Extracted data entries
========================================================================
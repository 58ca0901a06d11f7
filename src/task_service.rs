//! Task tracking: creation, status-transition validation, polymorphic
//! user/agent assignment, and dependency management.
//!
//! Assignment replaces the source's single `assigned_to`/`assigned_to_type`
//! pair with two explicit nullable FKs (`user_assigned_to`, `agent_assigned_to`)
//! plus the `AssigneeType` discriminator on the wire, per DESIGN.md.

use std::collections::HashMap;
use std::sync::{Arc, Mutex};

use chrono::Utc;
use rusqlite::{OptionalExtension, params};
use uuid::Uuid;

use crate::auth::AuthService;
use crate::error::{BrokerError, BrokerResult};
use crate::models::{AssignTask, AssigneeType, CreateTask, Task, TaskPriority, TaskStatus, UpdateTask};
use crate::store::sqlite::SqliteStore;

/// Status transitions a task may undergo, mirroring the source's
/// `VALID_STATUS_TRANSITIONS` table.
fn valid_transitions(from: TaskStatus) -> &'static [TaskStatus] {
    use TaskStatus::*;
    match from {
        Pending => &[InProgress, Blocked, Cancelled],
        InProgress => &[Review, Blocked, Pending, Cancelled, Completed],
        Review => &[InProgress, Completed, Pending, Cancelled],
        Blocked => &[Pending, InProgress, Cancelled],
        Completed => &[InProgress],
        Cancelled => &[Pending],
    }
}

pub trait TaskStore: Send + Sync {
    fn insert_task(&self, task: Task) -> BrokerResult<()>;
    fn get_task(&self, project_id: &str, id: Uuid) -> BrokerResult<Option<Task>>;
    fn list_tasks(&self, project_id: &str) -> BrokerResult<Vec<Task>>;
    fn update_task(&self, project_id: &str, id: Uuid, f: Box<dyn FnOnce(&mut Task) -> BrokerResult<()> + '_>) -> BrokerResult<Task>;
    fn delete_task(&self, project_id: &str, id: Uuid) -> BrokerResult<()>;
}

#[derive(Default)]
pub struct MemoryTaskStore {
    tasks: Mutex<HashMap<Uuid, Task>>,
}

impl MemoryTaskStore {
    pub fn new() -> Self {
        Self::default()
    }
}

impl TaskStore for MemoryTaskStore {
    fn insert_task(&self, task: Task) -> BrokerResult<()> {
        self.tasks.lock().unwrap().insert(task.id, task);
        Ok(())
    }

    fn get_task(&self, project_id: &str, id: Uuid) -> BrokerResult<Option<Task>> {
        Ok(self.tasks.lock().unwrap().get(&id).filter(|t| t.project_id == project_id).cloned())
    }

    fn list_tasks(&self, project_id: &str) -> BrokerResult<Vec<Task>> {
        Ok(self.tasks.lock().unwrap().values().filter(|t| t.project_id == project_id).cloned().collect())
    }

    fn update_task(&self, project_id: &str, id: Uuid, f: Box<dyn FnOnce(&mut Task) -> BrokerResult<()> + '_>) -> BrokerResult<Task> {
        let mut tasks = self.tasks.lock().unwrap();
        let task = tasks
            .get_mut(&id)
            .filter(|t| t.project_id == project_id)
            .ok_or_else(|| BrokerError::NotFound(format!("task {id}")))?;
        f(task)?;
        Ok(task.clone())
    }

    fn delete_task(&self, project_id: &str, id: Uuid) -> BrokerResult<()> {
        let mut tasks = self.tasks.lock().unwrap();
        if tasks.get(&id).filter(|t| t.project_id == project_id).is_none() {
            return Err(BrokerError::NotFound(format!("task {id}")));
        }
        tasks.remove(&id);
        Ok(())
    }
}

pub struct SqliteTaskStore {
    store: Arc<SqliteStore>,
}

impl SqliteTaskStore {
    pub fn new(store: Arc<SqliteStore>) -> Self {
        SqliteTaskStore { store }
    }
}

impl TaskStore for SqliteTaskStore {
    fn insert_task(&self, task: Task) -> BrokerResult<()> {
        let conn = self.store.conn.lock().unwrap();
        let data = serde_json::to_string(&task).map_err(|e| BrokerError::Internal(e.to_string()))?;
        conn.execute(
            "INSERT INTO tasks (id, project_id, data) VALUES (?1, ?2, ?3)",
            params![task.id.to_string(), task.project_id, data],
        )?;
        Ok(())
    }

    fn get_task(&self, project_id: &str, id: Uuid) -> BrokerResult<Option<Task>> {
        let conn = self.store.conn.lock().unwrap();
        let data: Option<String> = conn
            .query_row(
                "SELECT data FROM tasks WHERE id=?1 AND project_id=?2",
                params![id.to_string(), project_id],
                |r| r.get(0),
            )
            .optional()?;
        data.map(|d| serde_json::from_str(&d).map_err(|e| BrokerError::Internal(e.to_string()))).transpose()
    }

    fn list_tasks(&self, project_id: &str) -> BrokerResult<Vec<Task>> {
        let conn = self.store.conn.lock().unwrap();
        let mut stmt = conn.prepare("SELECT data FROM tasks WHERE project_id=?1")?;
        let rows = stmt.query_map(params![project_id], |r| r.get::<_, String>(0))?;
        let mut out = Vec::new();
        for row in rows {
            out.push(serde_json::from_str(&row?).map_err(|e| BrokerError::Internal(e.to_string()))?);
        }
        Ok(out)
    }

    fn update_task(&self, project_id: &str, id: Uuid, f: Box<dyn FnOnce(&mut Task) -> BrokerResult<()> + '_>) -> BrokerResult<Task> {
        let conn = self.store.conn.lock().unwrap();
        let data: Option<String> = conn
            .query_row(
                "SELECT data FROM tasks WHERE id=?1 AND project_id=?2",
                params![id.to_string(), project_id],
                |r| r.get(0),
            )
            .optional()?;
        let Some(data) = data else {
            return Err(BrokerError::NotFound(format!("task {id}")));
        };
        let mut task: Task = serde_json::from_str(&data).map_err(|e| BrokerError::Internal(e.to_string()))?;
        f(&mut task)?;
        let updated = serde_json::to_string(&task).map_err(|e| BrokerError::Internal(e.to_string()))?;
        conn.execute("UPDATE tasks SET data=?3 WHERE id=?1 AND project_id=?2", params![id.to_string(), project_id, updated])?;
        Ok(task)
    }

    fn delete_task(&self, project_id: &str, id: Uuid) -> BrokerResult<()> {
        let conn = self.store.conn.lock().unwrap();
        let changed = conn.execute("DELETE FROM tasks WHERE id=?1 AND project_id=?2", params![id.to_string(), project_id])?;
        if changed == 0 {
            return Err(BrokerError::NotFound(format!("task {id}")));
        }
        Ok(())
    }
}

pub struct TaskService {
    store: Box<dyn TaskStore>,
    auth: Arc<AuthService>,
}

impl TaskService {
    pub fn new(store: Box<dyn TaskStore>, auth: Arc<AuthService>) -> Self {
        TaskService { store, auth }
    }

    fn check_assignee(&self, assignee_id: Uuid, assignee_type: AssigneeType) -> BrokerResult<()> {
        if assignee_type == AssigneeType::Agent {
            let agent = self
                .auth
                .get_agent(assignee_id)
                .ok_or_else(|| BrokerError::Validation(format!("no such agent: {assignee_id}")))?;
            if !agent.is_active {
                return Err(BrokerError::Validation(format!("agent {assignee_id} is not active")));
            }
        }
        Ok(())
    }

    pub fn create_task(&self, req: CreateTask) -> BrokerResult<Task> {
        for dep_id in &req.dependencies {
            if self.store.get_task(&req.project_id, *dep_id)?.is_none() {
                return Err(BrokerError::Validation(format!("dependency task not found: {dep_id}")));
            }
        }
        if let Some(agent_id) = req.agent_assigned_to {
            self.check_assignee(agent_id, AssigneeType::Agent)?;
        }
        let task = Task {
            id: Uuid::new_v4(),
            project_id: req.project_id,
            title: req.title,
            description: req.description,
            status: TaskStatus::Pending,
            priority: req.priority.unwrap_or(TaskPriority::Medium),
            user_assigned_to: req.user_assigned_to,
            agent_assigned_to: req.agent_assigned_to,
            created_by_id: req.created_by_id,
            dependencies: req.dependencies,
            created_at: Utc::now(),
            started_at: None,
            completed_at: None,
            due_date: req.due_date,
            result: None,
        };
        self.store.insert_task(task.clone())?;
        Ok(task)
    }

    pub fn get_task(&self, project_id: &str, id: Uuid) -> BrokerResult<Task> {
        self.store.get_task(project_id, id)?.ok_or_else(|| BrokerError::NotFound(format!("task {id}")))
    }

    pub fn list_tasks(
        &self,
        project_id: &str,
        status: Option<TaskStatus>,
        priority: Option<TaskPriority>,
    ) -> BrokerResult<Vec<Task>> {
        let mut tasks = self.store.list_tasks(project_id)?;
        if let Some(status) = status {
            tasks.retain(|t| t.status == status);
        }
        if let Some(priority) = priority {
            tasks.retain(|t| t.priority == priority);
        }
        Ok(tasks)
    }

    pub fn update_task(&self, project_id: &str, id: Uuid, req: UpdateTask) -> BrokerResult<Task> {
        self.store.update_task(
            project_id,
            id,
            Box::new(move |task: &mut Task| {
                if let Some(title) = req.title {
                    task.title = title;
                }
                if req.description.is_some() {
                    task.description = req.description;
                }
                if let Some(priority) = req.priority {
                    task.priority = priority;
                }
                if req.due_date.is_some() {
                    task.due_date = req.due_date;
                }
                if req.result.is_some() {
                    task.result = req.result;
                }
                Ok(())
            }),
        )
    }

    pub fn delete_task(&self, project_id: &str, id: Uuid) -> BrokerResult<()> {
        self.store.delete_task(project_id, id)
    }

    /// Assigns a task to exactly one of a user or an agent; assigning one
    /// clears the other rather than leaving a stale polymorphic reference.
    pub fn assign_task(&self, project_id: &str, id: Uuid, req: AssignTask) -> BrokerResult<Task> {
        self.check_assignee(req.assignee_id, req.assignee_type)?;
        self.store.update_task(
            project_id,
            id,
            Box::new(move |task: &mut Task| {
                match req.assignee_type {
                    AssigneeType::Agent => {
                        task.agent_assigned_to = Some(req.assignee_id);
                        task.user_assigned_to = None;
                    }
                    AssigneeType::User => {
                        task.user_assigned_to = Some(req.assignee_id);
                        task.agent_assigned_to = None;
                    }
                }
                Ok(())
            }),
        )
    }

    pub fn unassign_task(&self, project_id: &str, id: Uuid) -> BrokerResult<Task> {
        self.store.update_task(
            project_id,
            id,
            Box::new(|task: &mut Task| {
                task.user_assigned_to = None;
                task.agent_assigned_to = None;
                Ok(())
            }),
        )
    }

    /// Validates the transition against `valid_transitions`, then
    /// auto-stamps `started_at`/`completed_at` the way the source does.
    pub fn update_status(&self, project_id: &str, id: Uuid, new_status: TaskStatus) -> BrokerResult<Task> {
        self.store.update_task(
            project_id,
            id,
            Box::new(move |task: &mut Task| {
                let allowed = valid_transitions(task.status);
                if !allowed.contains(&new_status) {
                    return Err(BrokerError::InvalidState(format!(
                        "cannot transition task from {:?} to {:?}",
                        task.status, new_status
                    )));
                }
                let now = Utc::now();
                match new_status {
                    TaskStatus::InProgress if task.status == TaskStatus::Pending => {
                        task.started_at = Some(now);
                    }
                    TaskStatus::Review | TaskStatus::Completed => {
                        if task.started_at.is_none() {
                            task.started_at = Some(now);
                        }
                        task.completed_at = Some(now);
                    }
                    TaskStatus::Pending => {
                        task.started_at = None;
                        task.completed_at = None;
                    }
                    _ => {}
                }
                task.status = new_status;
                Ok(())
            }),
        )
    }

    pub fn start_task(&self, project_id: &str, id: Uuid) -> BrokerResult<Task> {
        self.update_status(project_id, id, TaskStatus::InProgress)
    }

    pub fn complete_task(&self, project_id: &str, id: Uuid) -> BrokerResult<Task> {
        self.update_status(project_id, id, TaskStatus::Completed)
    }

    pub fn cancel_task(&self, project_id: &str, id: Uuid) -> BrokerResult<Task> {
        self.update_status(project_id, id, TaskStatus::Cancelled)
    }

    pub fn block_task(&self, project_id: &str, id: Uuid) -> BrokerResult<Task> {
        self.update_status(project_id, id, TaskStatus::Blocked)
    }

    /// Rejects a dependency already present and the direct two-node cycle
    /// (`dependency_id` already depending on `task_id`); deeper cycles would
    /// need a full graph walk, which the source also leaves undone.
    pub fn add_dependency(&self, project_id: &str, id: Uuid, dependency_id: Uuid) -> BrokerResult<Task> {
        let dependency = self
            .store
            .get_task(project_id, dependency_id)?
            .ok_or_else(|| BrokerError::NotFound(format!("task {dependency_id}")))?;
        self.store.update_task(
            project_id,
            id,
            Box::new(move |task: &mut Task| {
                if task.dependencies.contains(&dependency_id) {
                    return Err(BrokerError::Validation(format!("task already depends on {dependency_id}")));
                }
                if dependency.dependencies.contains(&task.id) {
                    return Err(BrokerError::Validation("adding this dependency would create a cycle".to_string()));
                }
                task.dependencies.push(dependency_id);
                Ok(())
            }),
        )
    }

    pub fn remove_dependency(&self, project_id: &str, id: Uuid, dependency_id: Uuid) -> BrokerResult<Task> {
        self.store.update_task(
            project_id,
            id,
            Box::new(move |task: &mut Task| {
                if !task.dependencies.contains(&dependency_id) {
                    return Err(BrokerError::Validation(format!("task does not depend on {dependency_id}")));
                }
                task.dependencies.retain(|d| *d != dependency_id);
                Ok(())
            }),
        )
    }
}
========================================================================
Go line by line through the data, copying each one that contains the word "AssignTask".

use crate::models::{AssignTask, AssigneeType, CreateTask, Task, TaskPriority, TaskStatus, UpdateTask};
    pub fn assign_task(&self, project_id: &str, id: Uuid, req: AssignTask) -> BrokerResult<Task> {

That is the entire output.